Missverstandene Tradition
Noch stärker vorbestimmt wird die Ausführung, wenn es um die Wiedererrichtung eines bekannten Traditionsgasthauses inklusive seines vergangenen Mythos geht. Jeder erinnert sich dann an etwas anderes, was seinen speziellen Charakter ausgemacht hatte. Wenn es dann fertig ist, sucht jeder die Übereinstimmung mit seinen Erinnerungen und erwartet aber, dass dennoch alles irgendwie neu, zeitgemäß und anders – aber trotzdem ganz vertraut – wirkt.
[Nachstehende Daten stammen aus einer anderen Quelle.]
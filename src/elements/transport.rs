// Copyright (c) 2024 Mike Tsao

use crate::prelude::*;
use derive_builder::Builder;
use serde::{Deserialize, Serialize};

/// [Transport] is the global clock that drives the emitters. It keeps track
/// of the current musical time and how fast it advances.
#[derive(Clone, Debug, Default, Builder, Serialize, Deserialize)]
#[serde(rename_all = "kebab-case")]
pub struct Transport {
    /// The current global time signature.
    #[builder(default)]
    pub time_signature: TimeSignature,

    /// The current beats per minute.
    #[builder(default)]
    pub tempo: Tempo,

    #[builder(setter(skip))]
    #[serde(skip)]
    e: TransportEphemerals,
}
/// Parts of [Transport] that shouldn't be serialized.
#[derive(Debug, Clone, Default)]
pub struct TransportEphemerals {
    current_time: MusicalTime,

    current_frame: usize,

    sample_rate: SampleRate,

    is_performing: bool,
}

impl PartialEq for Transport {
    fn eq(&self, other: &Self) -> bool {
        self.time_signature == other.time_signature && self.tempo == other.tempo
    }
}
impl Transport {
    /// Advances the clock by the given number of frames. Returns the time range
    /// from the prior time to now.
    ///
    /// A stopped transport doesn't move, but it still reports the range that
    /// it would have covered.
    pub fn advance(&mut self, frames: usize) -> TimeRange {
        // The range can be empty if frames advance faster than MusicalTime
        // units.
        let new_frames = self.e.current_frame + frames;
        let new_time = MusicalTime::new_with_frames(self.tempo, self.e.sample_rate, new_frames);
        let end = if new_time >= self.e.current_time {
            new_time
        } else {
            self.e.current_time
        };
        let range = TimeRange::new_with_start_and_end(self.e.current_time, end);

        if self.e.is_performing {
            self.e.current_frame = new_frames;
            self.e.current_time = new_time;
        }
        range
    }

    #[allow(missing_docs)]
    pub fn current_time(&self) -> MusicalTime {
        self.e.current_time
    }

    #[allow(missing_docs)]
    pub fn is_performing(&self) -> bool {
        self.e.is_performing
    }

    #[allow(missing_docs)]
    pub fn play(&mut self) {
        self.e.is_performing = true;
    }

    /// Stopping when already stopped resets the time to start, which gives
    /// the stop button a convenient dual function.
    pub fn stop(&mut self) {
        if self.e.is_performing {
            self.e.is_performing = false;
        } else {
            self.skip_to_start();
        }
    }

    #[allow(missing_docs)]
    pub fn skip_to_start(&mut self) {
        self.e.current_time = MusicalTime::default();
        self.e.current_frame = Default::default();
    }
}
impl Configurable for Transport {
    fn sample_rate(&self) -> SampleRate {
        self.e.sample_rate
    }

    fn update_sample_rate(&mut self, sample_rate: SampleRate) {
        self.e.sample_rate = sample_rate;
    }

    fn tempo(&self) -> Tempo {
        self.tempo
    }

    fn update_tempo(&mut self, tempo: Tempo) {
        self.tempo = tempo;
    }

    fn time_signature(&self) -> TimeSignature {
        self.time_signature
    }

    fn update_time_signature(&mut self, time_signature: TimeSignature) {
        self.time_signature = time_signature;
    }
}

#[cfg(test)]
mod tests {
    use super::*;

    #[test]
    fn advances_only_while_performing() {
        let mut t = Transport::default();
        let range = t.advance(44100);
        assert_eq!(t.current_time(), MusicalTime::START);
        assert_eq!(range.start(), MusicalTime::START);
        assert_eq!(
            range.end(),
            MusicalTime::new_with_beats(2),
            "one second at 120 BPM is two beats"
        );

        t.play();
        let first = t.advance(22050);
        let second = t.advance(22050);
        assert_eq!(first.end(), second.start(), "ranges should be contiguous");
        assert_eq!(t.current_time(), MusicalTime::new_with_beats(2));
    }

    #[test]
    fn double_stop_rewinds() {
        let mut t = TransportBuilder::default()
            .tempo(Tempo(60.0))
            .build()
            .unwrap();
        t.play();
        t.advance(44100);
        assert_eq!(t.current_time(), MusicalTime::ONE_BEAT);
        t.stop();
        assert!(!t.is_performing());
        assert_eq!(t.current_time(), MusicalTime::ONE_BEAT, "stop is a pause");
        t.stop();
        assert_eq!(t.current_time(), MusicalTime::START);
    }

    #[test]
    fn configurable() {
        let mut t = Transport::default();
        t.update_tempo(Tempo(90.0));
        t.update_sample_rate(SampleRate::new(48000));
        assert_eq!(t.tempo(), Tempo(90.0));
        assert_eq!(t.sample_rate(), SampleRate::new(48000));
        assert_eq!(Configurable::time_signature(&t), TimeSignature::COMMON_TIME);
    }
}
Vor diesem Hintergrund sollte man den Neubau des „Donisl“ betrachten, eine der ältesten Münchner Traditionsgaststätten, direkt am Marienplatz. 1715 als „Bierwirtschaft am Markt“ eröffnet, wurde sie später nach seinem einstigen Pächter Dionysius Haertl als „der Donisl“ benannt. Im Zuge seiner langen Geschichte erlebte sie Höhen und Tiefen, wurde im Zweiten Weltkrieg zerstört und 1954 an gleicher Stelle wieder aufgebaut. 2012 sollte wieder einmal ein Neuanfang gemacht werden. Da die gesamte Bausubstanz für eine umfassende Sanierung zu schlecht war, entschloss sich die Eigentümerin zu einer Neuerrichtung. Auf ausdrücklichen Wunsch der Stadtvorderen wurde die eigentlich nicht denkmalgeschützte 1950er-Jahre-Fassade zum Marienplatz mit den Fresken von Max Lacher und der Löwen-skulptur von Marlene Neubauer-Woerner erhalten und dahinter nach dem Entwurf und den Plänen von Hild und K vollständig neu gebaut.
Paradoxe Strategien.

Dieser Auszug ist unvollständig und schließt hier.